1. A game can be formally defined as a kind of search problem with the following components.
a) Initial State
b) Successor Function
c) Terminal Test
d) All of the mentioned

Answer: d
Explanation: The initial state includes the board position and identifies the player to move. A successor function returns a list of (move, state) pairs, each indicating a legal move and the resulting state. A terminal test determines when the game is over. States where the game has ended are called terminal states. A utility function (also called an objective function or payoff function), which gives a numeric value for the terminal states. In chess, the outcome is a win, lose, or draw, with values +1, -1, or 0..

2. The initial state and the legal moves for each side define the __________ for the game.
a) Search Tree
b) Game Tree
c) State Space Search
d) Forest

Answer: b
Explanation: An example of game tree for Tic-Tac-Toe game.

3. General algorithm applied on game tree for making decision of win/lose is ____________
a) DFS/BFS Search Algorithms
b) Heuristic Search Algorithms
c) Greedy Search Algorithms
d) MIN/MAX Algorithms

Answer: d
Explanation: Given a game tree, the optimal strategy can be determined by examining the min/max value of each node, which we write as MINIMAX- VALUE(n). The min/max value of a node is the utility (for MAX) of being in the corresponding state, assuming that both players play optimally from there to the end of the game. Obviously, the min/max value of a terminal state is just its utility. Furthermore, given a choice, MAX will prefer to move to a state of maximum value, whereas MIN prefers a state of minimum value.

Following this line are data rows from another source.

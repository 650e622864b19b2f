use std::time::Duration;

use rand::Rng;

use super::config::StatusPollingConfig;

/// Largest extra fraction jitter may add on top of the computed delay.
const MAX_JITTER: f64 = 0.2;

/// Exponential backoff between polls.
///
/// Only maps an attempt index to a delay; deadlines are the orchestrator's
/// concern.
pub struct BackoffPolicy;

impl BackoffPolicy {
    /// Delay to wait before the next request.
    ///
    /// `attempt` is 0 for the delay before the first retry:
    /// `min(initial_delay * backoff_factor^attempt, max_delay)`.
    pub fn next_delay(attempt: u32, config: &StatusPollingConfig) -> Duration {
        let exponent = i32::try_from(attempt).unwrap_or(i32::MAX);
        let delay = config.initial_delay_secs() * config.backoff_factor().powi(exponent);
        clamp_secs(delay, config.max_delay())
    }

    /// `next_delay` plus up to 20% random extra, never above `max_delay`.
    pub fn jittered_delay<R: Rng>(
        attempt: u32,
        config: &StatusPollingConfig,
        rng: &mut R,
    ) -> Duration {
        let base = Self::next_delay(attempt, config);
        let factor = 1.0 + rng.random_range(0.0..=MAX_JITTER);
        clamp_secs(base.as_secs_f64() * factor, config.max_delay())
    }

    /// The delay the orchestrator actually sleeps for, honouring `config.jitter()`.
    pub fn delay_for(attempt: u32, config: &StatusPollingConfig) -> Duration {
        if config.jitter() {
            Self::jittered_delay(attempt, config, &mut rand::rng())
        } else {
            Self::next_delay(attempt, config)
        }
    }
}

// Seconds beyond what a Duration holds (including +inf from powi) saturate to max.
fn clamp_secs(secs: f64, max: Duration) -> Duration {
    Duration::try_from_secs_f64(secs).map_or(max, |d| d.min(max))
}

4. The minimax algorithm computes the minimax decision from the current state. It uses a simple recursive computation of the minimax values of each successor state, directly implementing the defining equations. The recursion proceeds all the way down to the leaves of the tree, and then the minimax values are backed up through the tree as the recursion unwinds.
a) true
b) false

Answer: a
Explanation: true

5. What is the complexity of minimax algorithm?
a) Same as of DFS
b) Space – bm and time – bm
c) Time – bm and space – bm
d) Same as BFS

Answer: a
Explanation: Same as DFS.

6. Which search is equal to minimax search but eliminates the branches that can’t influence the final decision?
a) Depth-first search
b) Breadth-first search
c) Alpha-beta pruning
d) None of the mentioned

Answer: c
Explanation: The alpha-beta search computes the same optimal moves as minimax, but eliminates the branches that can’t influence the final decision.

7. Which values are independant in minimax search algorithm?
a) Pruned leaves x and y
b) Every states are dependant
c) Root is independant
d) None of the mentioned

Answer: a
Explanation: The minimax decision are independant of the values of the pruned values x and y because of the root values.

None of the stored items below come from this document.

use std::time::Duration;

use tokio::time::{Instant, sleep_until, timeout_at};

use super::backoff::BackoffPolicy;
use super::config::StatusPollingConfig;
use super::error::{ObserverError, PollError, SessionSnapshot};
use crate::client::{FetchError, StatusSource, TranslationClient};
use crate::status::{JobStatus, StatusResponse};

/// Receives every distinct status a polling session observes.
///
/// Runs synchronously inside the loop; an `Err` aborts the session.
pub trait StatusObserver {
    fn on_status_change(&self, response: &StatusResponse) -> Result<(), ObserverError>;
}

impl StatusObserver for () {
    fn on_status_change(&self, _response: &StatusResponse) -> Result<(), ObserverError> {
        Ok(())
    }
}

impl<F> StatusObserver for F
where
    F: Fn(&StatusResponse) -> Result<(), ObserverError>,
{
    fn on_status_change(&self, response: &StatusResponse) -> Result<(), ObserverError> {
        self(response)
    }
}

// Roughly 30 years; stands in for deadlines past the end of Instant's range.
const FAR_FUTURE: Duration = Duration::from_secs(86_400 * 365 * 30);

fn deadline_after(from: Instant, delay: Duration) -> Instant {
    from.checked_add(delay).unwrap_or_else(|| from + FAR_FUTURE)
}

/// Mutable state of one `poll_until_complete` call.
struct PollingSession {
    start_time: Instant,
    deadline: Instant,
    attempt_count: u32,
    current_delay: Duration,
    last_status: Option<JobStatus>,
    last_error: Option<String>,
}

impl PollingSession {
    fn start(timeout: Duration) -> Self {
        let start_time = Instant::now();
        Self {
            start_time,
            deadline: deadline_after(start_time, timeout),
            attempt_count: 0,
            current_delay: Duration::ZERO,
            last_status: None,
            last_error: None,
        }
    }

    fn is_expired(&self) -> bool {
        Instant::now() >= self.deadline
    }

    fn snapshot(&self) -> SessionSnapshot {
        SessionSnapshot {
            attempts: self.attempt_count,
            elapsed: self.start_time.elapsed(),
            last_status: self.last_status,
            last_error: self.last_error.clone(),
        }
    }

    fn timed_out(&self, timeout: Duration) -> PollError {
        let session = self.snapshot();
        tracing::warn!(%session, "polling deadline exceeded");
        PollError::Timeout { timeout, session }
    }
}

/// Polls a [`StatusSource`] until the job reaches a terminal status.
///
/// Requests are spaced by [`BackoffPolicy`]; the whole session is bounded by
/// the config's `timeout`, which also cuts short an in-flight request or
/// delay. Transient fetch failures are retried, everything else ends the
/// session.
pub struct PollingOrchestrator<S, O = ()> {
    source: S,
    config: StatusPollingConfig,
    observer: O,
}

impl PollingOrchestrator<TranslationClient> {
    /// Orchestrator over HTTP against `base_url`.
    pub fn for_url(base_url: &str, config: StatusPollingConfig) -> Result<Self, FetchError> {
        Ok(Self::new(TranslationClient::new(base_url)?, config))
    }
}

impl<S: StatusSource> PollingOrchestrator<S> {
    pub fn new(source: S, config: StatusPollingConfig) -> Self {
        Self {
            source,
            config,
            observer: (),
        }
    }
}

impl<S: StatusSource, O: StatusObserver> PollingOrchestrator<S, O> {
    pub fn with_observer<T: StatusObserver>(self, observer: T) -> PollingOrchestrator<S, T> {
        PollingOrchestrator {
            source: self.source,
            config: self.config,
            observer,
        }
    }

    /// Registers a closure as the observer.
    pub fn on_status_change<F>(self, callback: F) -> PollingOrchestrator<S, F>
    where
        F: Fn(&StatusResponse) -> Result<(), ObserverError>,
    {
        self.with_observer(callback)
    }

    pub fn config(&self) -> &StatusPollingConfig {
        &self.config
    }

    pub fn source(&self) -> &S {
        &self.source
    }

    pub fn observer(&self) -> &O {
        &self.observer
    }

    /// Polls until `completed` or `error`, returning that response.
    ///
    /// The first request goes out immediately. A job that ends in `error`
    /// is returned as `Ok`; callers inspect `status`.
    pub async fn poll_until_complete(&self) -> Result<StatusResponse, PollError> {
        let timeout = self.config.timeout();
        let mut session = PollingSession::start(timeout);

        loop {
            session.attempt_count += 1;
            let attempt = session.attempt_count;

            let fetched = match timeout_at(session.deadline, self.source.fetch_status()).await {
                Ok(fetched) => fetched,
                Err(_) => return Err(session.timed_out(timeout)),
            };

            match fetched {
                Ok(response) => {
                    session.last_error = None;
                    if session.last_status != Some(response.status) {
                        session.last_status = Some(response.status);
                        tracing::debug!(
                            attempt,
                            status = %response.status,
                            elapsed_time = response.elapsed_time,
                            "job status changed"
                        );
                        if let Err(e) = self.observer.on_status_change(&response) {
                            tracing::error!(attempt, error = %e, "status observer failed");
                            return Err(PollError::Observer(e));
                        }
                    }
                    if response.is_terminal() {
                        tracing::info!(
                            attempts = attempt,
                            status = %response.status,
                            elapsed_time = response.elapsed_time,
                            "job finished"
                        );
                        return Ok(response);
                    }
                }
                Err(e) if e.is_retryable() => {
                    tracing::warn!(attempt, error = %e, "transient status failure");
                    session.last_error = Some(e.to_string());
                }
                Err(e) => {
                    tracing::error!(attempt, error = %e, "fatal status failure");
                    return Err(PollError::Fatal { attempt, source: e });
                }
            }

            if let Some(max_attempts) = self.config.max_attempts() {
                if attempt >= max_attempts {
                    return Err(PollError::AttemptsExhausted {
                        max_attempts,
                        session: session.snapshot(),
                    });
                }
            }

            if session.is_expired() {
                return Err(session.timed_out(timeout));
            }

            session.current_delay = BackoffPolicy::delay_for(attempt - 1, &self.config);
            tracing::debug!(
                attempt,
                delay_ms = session.current_delay.as_millis() as u64,
                "waiting before next attempt"
            );
            let wake = deadline_after(Instant::now(), session.current_delay);
            sleep_until(wake.min(session.deadline)).await;

            if session.is_expired() {
                return Err(session.timed_out(timeout));
            }
        }
    }
}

8. To which depth does the alpha-beta pruning can be applied?
a) 10 states
b) 8 States
c) 6 States
d) Any depth

Answer: d
Explanation: Alpha–beta pruning can be applied to trees of any depth and it is possible to prune entire subtree rather than leaves.

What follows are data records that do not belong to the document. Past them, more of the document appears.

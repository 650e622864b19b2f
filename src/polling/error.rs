use std::fmt;
use std::time::Duration;

use thiserror::Error;

use crate::client::FetchError;
use crate::status::JobStatus;

/// Error type a [`StatusObserver`](super::StatusObserver) may return.
pub type ObserverError = Box<dyn std::error::Error + Send + Sync>;

/// Where a polling session stood when it gave up.
#[derive(Debug, Clone, PartialEq)]
pub struct SessionSnapshot {
    pub attempts: u32,
    pub elapsed: Duration,
    pub last_status: Option<JobStatus>,
    /// Most recent transient failure, if the last attempt failed.
    pub last_error: Option<String>,
}

impl fmt::Display for SessionSnapshot {
    fn fmt(&self, f: &mut fmt::Formatter<'_>) -> fmt::Result {
        write!(
            f,
            "{} attempt(s) over {:.2}s, last status: ",
            self.attempts,
            self.elapsed.as_secs_f64()
        )?;
        match self.last_status {
            Some(status) => write!(f, "{status}")?,
            None => write!(f, "none")?,
        }
        if let Some(err) = &self.last_error {
            write!(f, ", last error: {err}")?;
        }
        Ok(())
    }
}

/// Why `poll_until_complete` returned without a terminal status.
///
/// A job that ends in `error` is not a `PollError`; it comes back as an
/// ordinary [`StatusResponse`](crate::status::StatusResponse).
#[derive(Debug, Error)]
pub enum PollError {
    /// Non-retryable failure (malformed body, 4xx). Never retried.
    #[error("fatal error on attempt {attempt}: {source}")]
    Fatal {
        attempt: u32,
        #[source]
        source: FetchError,
    },

    /// The session deadline passed while pending or retrying.
    #[error("job did not finish within {:.2}s ({session})", .timeout.as_secs_f64())]
    Timeout {
        timeout: Duration,
        session: SessionSnapshot,
    },

    /// `max_attempts` requests were made without reaching a terminal status.
    #[error("gave up after {max_attempts} attempts ({session})")]
    AttemptsExhausted {
        max_attempts: u32,
        session: SessionSnapshot,
    },

    /// The status observer rejected a notification.
    #[error("status observer failed: {0}")]
    Observer(#[source] ObserverError),
}

impl PollError {
    pub fn is_timeout(&self) -> bool {
        matches!(self, PollError::Timeout { .. })
    }

    /// Session diagnostics, for the variants that carry them.
    pub fn session(&self) -> Option<&SessionSnapshot> {
        match self {
            PollError::Timeout { session, .. } | PollError::AttemptsExhausted { session, .. } => {
                Some(session)
            }
            _ => None,
        }
    }
}

#[cfg(test)]
mod tests {
    use super::*;

    fn snapshot() -> SessionSnapshot {
        SessionSnapshot {
            attempts: 3,
            elapsed: Duration::from_millis(2010),
            last_status: Some(JobStatus::Pending),
            last_error: None,
        }
    }

    #[test]
    fn timeout_display_includes_diagnostics() {
        let err = PollError::Timeout {
            timeout: Duration::from_secs(2),
            session: snapshot(),
        };
        assert_eq!(
            err.to_string(),
            "job did not finish within 2.00s (3 attempt(s) over 2.01s, last status: pending)"
        );
        assert!(err.is_timeout());
        assert_eq!(err.session().map(|s| s.attempts), Some(3));
    }

    #[test]
    fn snapshot_display_without_status_shows_last_error() {
        let session = SessionSnapshot {
            attempts: 1,
            elapsed: Duration::from_millis(500),
            last_status: None,
            last_error: Some("network error: connection refused".into()),
        };
        assert_eq!(
            session.to_string(),
            "1 attempt(s) over 0.50s, last status: none, last error: network error: connection refused"
        );
    }

    #[test]
    fn fatal_display_and_source() {
        let err = PollError::Fatal {
            attempt: 1,
            source: FetchError::Malformed("missing field `status`".into()),
        };
        assert_eq!(
            err.to_string(),
            "fatal error on attempt 1: malformed status response: missing field `status`"
        );
        assert!(std::error::Error::source(&err).is_some());
        assert!(err.session().is_none());
    }

    #[test]
    fn observer_error_display() {
        let err = PollError::Observer("sink closed".into());
        assert_eq!(err.to_string(), "status observer failed: sink closed");
    }

    #[test]
    fn error_is_send_sync() {
        fn assert_send_sync<T: Send + Sync>() {}
        assert_send_sync::<PollError>();
    }
}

9. Which search is similar to minimax search?
a) Hill-climbing search
b) Depth-first search
c) Breadth-first search
d) All of the mentioned

Answer: b
Explanation: The minimax search is depth-first search, So at one time we just have to consider the nodes along a single path in the tree.

10. Which value is assigned to alpha and beta in the alpha-beta pruning?
a) Alpha = max
b) Beta = min
c) Beta = max
d) Both Alpha = max & Beta = min

Answer: d
Explanation: Alpha and beta are the values of the best choice we have found so far at any choice point along the path for MAX and MIN.